Trevin followed, moving swiftly on all fours just as the Zythian was. Zeezle led them to a ledge where they could lie flat and peer out over the valley below through the cracks and washouts cut into the rocky surface.

“It’s her,” Zeezle whispered excitedly. “Be very quiet, she can…” His words were cut off again, this time by another, closer hiss. The orange glow that accompanied the bone-chilling sound was bright enough to throw the shadow of the lip back over them for a heartbeat or two. Trevin had to fight his instinct to get up and flee to the far side of the ridge.
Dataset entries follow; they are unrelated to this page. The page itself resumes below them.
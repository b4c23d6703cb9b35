//! Last-writer-wins bookkeeping for documents re-written under the same id.
//!
//! A table may contain several records for one `_id`; only the record with the
//! highest record index is live. Every earlier index is superseded and must not
//! be exported.

use std::collections::HashMap;

use roaring::RoaringTreemap;

/// Mutable index used while the profile segments are scanned.
#[derive(Debug, Default)]
pub struct DeletionIndexBuilder {
    latest: HashMap<String, u64>,
    superseded: RoaringTreemap,
}

impl DeletionIndexBuilder {
    /// Creates an empty builder.
    #[must_use]
    pub fn new() -> Self {
        Self::default()
    }

    /// Records that `id` was written at `record_index`.
    ///
    /// Record indices must be observed in increasing order.
    pub fn observe(&mut self, id: &str, record_index: u64) {
        match self.latest.get_mut(id) {
            Some(previous) => {
                debug_assert!(*previous < record_index);
                self.superseded.insert(*previous);
                *previous = record_index;
            }
            None => {
                self.latest.insert(id.to_owned(), record_index);
            }
        }
    }

    /// Freezes the index for the read-only phases of the run.
    #[must_use]
    pub fn freeze(self) -> DeletionIndex {
        DeletionIndex {
            latest: self.latest,
            superseded: self.superseded,
        }
    }
}

/// Frozen id → latest record index map plus the superseded set.
#[derive(Debug, Default, Clone)]
pub struct DeletionIndex {
    latest: HashMap<String, u64>,
    superseded: RoaringTreemap,
}

impl DeletionIndex {
    /// Whether the record at `record_index` was re-written later.
    #[must_use]
    pub fn is_superseded(&self, record_index: u64) -> bool {
        self.superseded.contains(record_index)
    }

    /// Latest record index bound to `id`.
    #[must_use]
    pub fn latest(&self, id: &str) -> Option<u64> {
        self.latest.get(id).copied()
    }

    /// Number of superseded records.
    #[must_use]
    pub fn superseded_count(&self) -> u64 {
        self.superseded.len()
    }

    /// Number of distinct ids.
    #[must_use]
    pub fn live_count(&self) -> usize {
        self.latest.len()
    }
}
“She can hear a mouse’s heartbeat and smell a fish’s fart,” Zeezle said with a wide-eyed, almost manic-looking grin on his face. “We all fear dragons and giants and trolls. Those beasts, however, fear Pyra.” He glanced down at the valley and put a finger to his lips. “The bitch is coming out, so be perfectly still. Hopefully she will pay us no heed.”

The only problem Trevin found with being perfectly still was the fact that he was trembling all over. He could smell the fear on himself, which was amazing considering the foul aroma of the valley below. He just knew Pyra would smell it, too. He hoped the stench of this place would mask his presence, but if she could hear a mouse’s heartbeat then his heart would sound like a pounding drum to her.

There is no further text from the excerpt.